Dberita.ID, Langkat – Sekitar 50 warga Desa Perlis, Kecamatan Berandan Barat, Kabupaten Langkat, Sumatera Utara, menggelar aksi unjuk rasa di DPRD Langkat pada Senin (24/3/2025). Demonstrasi ini terkait dugaan korupsi dana Bantuan Langsung Tunai (BLT) Bahan Bakar Minyak (BBM) bagi nelayan tahun 2022.
Setelah berorasi selama 30 menit, para pendemo diterima oleh anggota Komisi I DPRD Langkat untuk mengikuti Rapat Dengar Pendapat (RDP). Rapat dipimpin oleh Muhammad Bahri dan dihadiri oleh Ketua Komisi I DPRD Langkat Indra Bakti Surbakti, Wakil Ketua DPRD Langkat Edi Bahagia, Sekretaris Komisi I Donny Stha, serta anggota Komisi I Sarno dan Zulkarnaen.
Setelah mendengar tuntutan warga, Komisi I DPRD Langkat menyatakan akan mengeluarkan rekomendasi dalam waktu dua minggu atau setelah Hari Raya Idulfitri.
Sekretaris Komisi I DPRD Langkat, Donny Setha, menegaskan bahwa pihaknya akan menjembatani permasalahan ini dan mendukung langkah hukum yang diperlukan.
“Kami akan membuat surat dukungan dari DPRD kepada kepolisian agar segera menindaklanjuti kasus ini. Kami juga akan menyurati Kapolda dan Kapolri untuk memastikan kasus ini mendapat perhatian,” ujarnya.
Tuntutan Warga
Dalam aksi tersebut, warga mengajukan beberapa tuntutan, antara lain:
– Memberhentikan kepala dusun yang diduga terlibat.
– Meminta Polres Langkat mengusut dugaan pemalsuan tanda tangan nelayan.
– Menuntut Kepala Dinas Perikanan Langkat untuk mengembalikan dana kepada nelayan.
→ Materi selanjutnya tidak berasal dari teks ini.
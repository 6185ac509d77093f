//! System configuration: the five config groups, JSON persistence helpers and
//! API key resolution.

use crate::ai::emotion::EmotionConfig;
use crate::ai::prompts::DEFAULT_SYSTEM_PROMPT;
use crate::ai::context::MIN_CONTEXT_TURNS;
use crate::ai::safety::SafetyConfig;
use crate::ai::session::SessionConfig;
use crate::ai::vocabulary::{VocabularyConstraints, VocabularyError};
use crate::llm::llm_config::ModelConfig;
use serde::de::DeserializeOwned;
use serde::{Deserialize, Serialize};
use std::path::{Path, PathBuf};
use std::sync::Arc;
use thiserror::Error;
use tokio::sync::RwLock;

pub const DEFAULT_CONFIG_PATH: &str = "config/config.json";

/// Placeholder the API returns instead of a stored key. Posting it back keeps
/// the stored key.
pub const REDACTED_KEY: &str = "********";

#[derive(Debug, Error)]
pub enum ConfigError {
    #[error("failed to read {path}: {source}")]
    Io {
        path: PathBuf,
        #[source]
        source: std::io::Error,
    },
    #[error("failed to parse {path}: {source}")]
    Parse {
        path: PathBuf,
        #[source]
        source: serde_json::Error,
    },
    #[error("failed to serialize config: {0}")]
    Serialize(#[from] serde_json::Error),
    #[error("invalid configuration: {}", .0.join("; "))]
    Invalid(Vec<String>),
    #[error("no API key configured: set model.api_key or ${0}")]
    MissingApiKey(String),
    #[error(transparent)]
    Vocabulary(#[from] VocabularyError),
}

// ── Generic JSON helpers ───────────────────────────────

/// Load any Serde config type. A missing file yields `T::default()`; a file
/// that exists but cannot be read or parsed is an error.
pub fn load_json_config<T: DeserializeOwned + Default>(path: &Path, label: &str) -> Result<T, ConfigError> {
    match std::fs::read_to_string(path) {
        Ok(content) => {
            let config = serde_json::from_str::<T>(&content).map_err(|source| ConfigError::Parse {
                path: path.to_path_buf(),
                source,
            })?;
            tracing::info!(label, path = %path.display(), "loaded config");
            Ok(config)
        }
        Err(e) if e.kind() == std::io::ErrorKind::NotFound => {
            tracing::info!(label, path = %path.display(), "no config file, using defaults");
            Ok(T::default())
        }
        Err(source) => Err(ConfigError::Io {
            path: path.to_path_buf(),
            source,
        }),
    }
}

/// Save any Serde config type as pretty JSON, creating parent directories.
pub fn save_json_config<T: Serialize>(path: &Path, config: &T, label: &str) -> Result<(), ConfigError> {
    let io_err = |source: std::io::Error| ConfigError::Io {
        path: path.to_path_buf(),
        source,
    };
    if let Some(parent) = path.parent().filter(|p| !p.as_os_str().is_empty()) {
        std::fs::create_dir_all(parent).map_err(io_err)?;
    }
    let json = serde_json::to_string_pretty(config)?;
    std::fs::write(path, json).map_err(io_err)?;
    tracing::info!(label, path = %path.display(), "saved config");
    Ok(())
}

/// Resolve an API key: check the direct `api_key` field first,
/// then fall back to reading the environment variable named in `api_key_env`.
pub fn resolve_api_key(api_key: &Option<String>, api_key_env: &Option<String>) -> Option<String> {
    if let Some(key) = api_key.as_deref().filter(|k| !k.is_empty() && *k != REDACTED_KEY) {
        return Some(key.to_string());
    }
    api_key_env
        .as_deref()
        .and_then(|var| std::env::var(var).ok())
        .filter(|key| !key.is_empty())
}

// ── System config ──────────────────────────────────────

#[derive(Debug, Clone, PartialEq, Serialize, Deserialize)]
pub struct SystemConfig {
    #[serde(default)]
    pub model: ModelConfig,
    #[serde(default)]
    pub emotion: EmotionConfig,
    #[serde(default)]
    pub safety: SafetyConfig,
    #[serde(default)]
    pub vocabulary: VocabularyConstraints,
    #[serde(default)]
    pub session: SessionConfig,
    #[serde(default = "default_system_prompt")]
    pub system_prompt: String,
}

fn default_system_prompt() -> String {
    DEFAULT_SYSTEM_PROMPT.to_string()
}

impl Default for SystemConfig {
    fn default() -> Self {
        Self {
            model: ModelConfig::default(),
            emotion: EmotionConfig::default(),
            safety: SafetyConfig::default(),
            vocabulary: VocabularyConstraints::default(),
            session: SessionConfig::default(),
            system_prompt: default_system_prompt(),
        }
    }
}

impl SystemConfig {
    /// Every problem found, or `Ok` when the config is usable.
    pub fn validate(&self) -> Result<(), ConfigError> {
        let mut problems = self.model.problems();

        if self.emotion.history_size == 0 {
            problems.push("emotion.history_size must be positive".into());
        }
        if self.vocabulary.emotion_words(self.emotion.default_emotion).is_empty() {
            problems.push(format!(
                "emotion.default_emotion {} has no entry in vocabulary.emotions",
                self.emotion.default_emotion
            ));
        }
        let distance = self.safety.min_obstacle_distance;
        if !(distance.is_finite() && distance > 0.0) {
            problems.push(format!("safety.min_obstacle_distance {distance} must be positive"));
        }
        if self.vocabulary.emotions.values().all(Vec::is_empty) {
            problems.push("vocabulary.emotions must not be empty".into());
        }
        if self.vocabulary.actions.is_empty() {
            problems.push("vocabulary.actions must not be empty".into());
        }
        if self.vocabulary.responses.values().all(Vec::is_empty) {
            problems.push("vocabulary.responses must not be empty".into());
        }
        if self.session.max_sessions == 0 {
            problems.push("session.max_sessions must be positive".into());
        }
        let floor = self.model.history_window.max(MIN_CONTEXT_TURNS);
        if self.session.max_context_turns < floor {
            problems.push(format!(
                "session.max_context_turns {} must be at least {floor} (model.history_window)",
                self.session.max_context_turns
            ));
        }

        if problems.is_empty() {
            Ok(())
        } else {
            Err(ConfigError::Invalid(problems))
        }
    }

    /// Copy safe to hand to clients.
    pub fn redacted(&self) -> Self {
        Self {
            model: self.model.redacted(),
            ..self.clone()
        }
    }

    pub fn load(path: &Path) -> Result<Self, ConfigError> {
        let mut config: SystemConfig = load_json_config(path, "Config")?;
        config.vocabulary.normalize();
        config.validate()?;
        Ok(config)
    }
}

// ── Shared store ───────────────────────────────────────

/// Running config plus the file it persists to. Readers take an `Arc`
/// snapshot, so a turn sees one consistent config even across an update.
#[derive(Clone)]
pub struct ConfigStore {
    current: Arc<RwLock<Arc<SystemConfig>>>,
    path: PathBuf,
}

impl ConfigStore {
    pub fn new(config: SystemConfig, path: PathBuf) -> Self {
        Self {
            current: Arc::new(RwLock::new(Arc::new(config))),
            path,
        }
    }

    pub fn path(&self) -> &Path {
        &self.path
    }

    pub async fn snapshot(&self) -> Arc<SystemConfig> {
        self.current.read().await.clone()
    }

    /// Fill in what a client could not have sent back (redacted key),
    /// normalize and validate. Does not touch the running config.
    pub async fn prepare(&self, mut candidate: SystemConfig) -> Result<SystemConfig, ConfigError> {
        if candidate.model.api_key.as_deref() == Some(REDACTED_KEY) {
            candidate.model.api_key = self.current.read().await.model.api_key.clone();
        }
        candidate.vocabulary.normalize();
        candidate.validate()?;
        Ok(candidate)
    }

    /// Persist then publish a prepared config.
    pub async fn commit(&self, config: SystemConfig) -> Result<Arc<SystemConfig>, ConfigError> {
        let mut guard = self.current.write().await;
        save_json_config(&self.path, &config, "Config")?;
        let config = Arc::new(config);
        *guard = config.clone();
        Ok(config)
    }
}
Warga menuding bahwa kepala dusun yang juga menjabat sebagai ketua kelompok nelayan telah mengorupsi dana BLT BBM. Berdasarkan informasi yang beredar di media sosial, dana BLT yang seharusnya disalurkan kepada ratusan nelayan diduga diselewengkan.
Temuan Inspektorat dan Pengembalian Dana
Audit yang dilakukan Inspektorat Pemkab Langkat menemukan bahwa dana BLT BBM yang tidak disalurkan mencapai Rp144.333.000. Berdasarkan Laporan Hasil Audit Inspektorat No. 128/K.S/LHAI/2025 tanggal 14 Oktober 2024, Ketua Kelompok Nelayan mengembalikan dana tersebut ke rekening RKUD Kabupaten Langkat pada 15 Januari 2025.
Menurut warga, seharusnya setiap nelayan menerima bantuan sebesar Rp300.000. Namun, dalam praktiknya, ada yang hanya menerima Rp100.000 hingga Rp200.000. Setelah temuan Inspektorat, pengurus kelompok nelayan akhirnya mengembalikan dana yang tidak disalurkan ke kas daerah.
Meski dana telah dikembalikan, warga tetap menuntut pertanggungjawaban hukum bagi oknum yang diduga melakukan penyelewengan, termasuk pemalsuan tanda tangan nelayan. Mereka berharap aparat penegak hukum segera mengambil langkah tegas agar kejadian serupa tidak terulang di masa mendatang.